Material for this task START
//! Core processing building blocks: percentile stretch, RGB composition,
//! and save helpers. These are internal primitives consumed by the
//! high-level `api` module.
pub mod params;
pub mod processing;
Material for this task END
Description of the task:
Begin with the line that contains "consumed by the" and end with the last line of the data. Repeat those two lines and all between them exactly.

Result below:
//! and save helpers. These are internal primitives consumed by the
//! high-level `api` module.
pub mod params;
pub mod processing;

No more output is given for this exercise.